[ABOUT THIS TASK] State, as a bare number, how many lines below contain "rules".

[Collected data entries]
■ ■ ■ ■ ■ ■ ■

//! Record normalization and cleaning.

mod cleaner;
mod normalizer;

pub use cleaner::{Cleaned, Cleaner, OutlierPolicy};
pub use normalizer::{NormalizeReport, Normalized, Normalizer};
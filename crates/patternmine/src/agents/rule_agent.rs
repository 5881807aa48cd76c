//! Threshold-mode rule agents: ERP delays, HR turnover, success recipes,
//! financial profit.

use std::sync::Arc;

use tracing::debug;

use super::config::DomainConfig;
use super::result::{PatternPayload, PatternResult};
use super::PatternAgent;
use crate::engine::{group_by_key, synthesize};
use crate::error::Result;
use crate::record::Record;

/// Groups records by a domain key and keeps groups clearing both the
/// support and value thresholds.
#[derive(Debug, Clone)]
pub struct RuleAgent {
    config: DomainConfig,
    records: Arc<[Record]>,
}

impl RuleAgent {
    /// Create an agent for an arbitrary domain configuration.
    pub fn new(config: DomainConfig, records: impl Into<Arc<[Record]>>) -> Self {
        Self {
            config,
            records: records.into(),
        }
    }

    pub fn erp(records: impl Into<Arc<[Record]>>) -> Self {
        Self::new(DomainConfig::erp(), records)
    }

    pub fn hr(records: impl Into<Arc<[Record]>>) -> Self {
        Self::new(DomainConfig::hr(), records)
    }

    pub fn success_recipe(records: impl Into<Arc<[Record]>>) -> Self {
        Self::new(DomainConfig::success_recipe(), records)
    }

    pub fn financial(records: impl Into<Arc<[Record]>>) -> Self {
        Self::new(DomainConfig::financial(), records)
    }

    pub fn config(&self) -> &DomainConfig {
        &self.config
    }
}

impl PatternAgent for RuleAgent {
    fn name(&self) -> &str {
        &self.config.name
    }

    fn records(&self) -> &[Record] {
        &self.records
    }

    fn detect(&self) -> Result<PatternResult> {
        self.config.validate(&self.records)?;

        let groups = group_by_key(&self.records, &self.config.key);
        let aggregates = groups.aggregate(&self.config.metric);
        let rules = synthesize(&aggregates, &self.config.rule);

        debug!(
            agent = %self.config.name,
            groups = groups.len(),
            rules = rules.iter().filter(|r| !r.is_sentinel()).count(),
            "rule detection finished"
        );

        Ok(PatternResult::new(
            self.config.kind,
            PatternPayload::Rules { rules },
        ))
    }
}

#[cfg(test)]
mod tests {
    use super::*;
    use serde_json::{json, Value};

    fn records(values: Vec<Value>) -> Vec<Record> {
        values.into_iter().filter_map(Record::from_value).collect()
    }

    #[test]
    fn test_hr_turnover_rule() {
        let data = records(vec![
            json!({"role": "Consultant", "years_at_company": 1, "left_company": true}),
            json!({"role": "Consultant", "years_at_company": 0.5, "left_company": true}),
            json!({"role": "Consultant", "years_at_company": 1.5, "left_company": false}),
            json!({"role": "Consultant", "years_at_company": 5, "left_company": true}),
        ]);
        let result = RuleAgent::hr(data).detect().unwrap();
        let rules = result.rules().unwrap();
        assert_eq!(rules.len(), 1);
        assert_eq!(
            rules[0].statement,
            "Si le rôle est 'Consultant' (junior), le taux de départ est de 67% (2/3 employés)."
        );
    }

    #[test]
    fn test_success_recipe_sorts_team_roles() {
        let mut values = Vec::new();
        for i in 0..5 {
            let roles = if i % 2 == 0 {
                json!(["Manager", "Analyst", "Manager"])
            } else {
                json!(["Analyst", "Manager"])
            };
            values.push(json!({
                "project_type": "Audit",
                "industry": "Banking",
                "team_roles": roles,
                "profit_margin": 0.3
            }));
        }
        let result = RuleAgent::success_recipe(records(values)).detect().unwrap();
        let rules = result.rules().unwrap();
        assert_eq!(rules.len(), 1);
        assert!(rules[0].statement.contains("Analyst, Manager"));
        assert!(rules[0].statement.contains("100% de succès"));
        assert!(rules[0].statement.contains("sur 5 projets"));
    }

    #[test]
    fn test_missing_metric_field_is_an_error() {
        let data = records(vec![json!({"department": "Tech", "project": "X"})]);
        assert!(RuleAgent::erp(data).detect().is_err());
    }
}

■ ■ ■ ■ ■ ■ ■

[EXERCISE SOLUTION] 11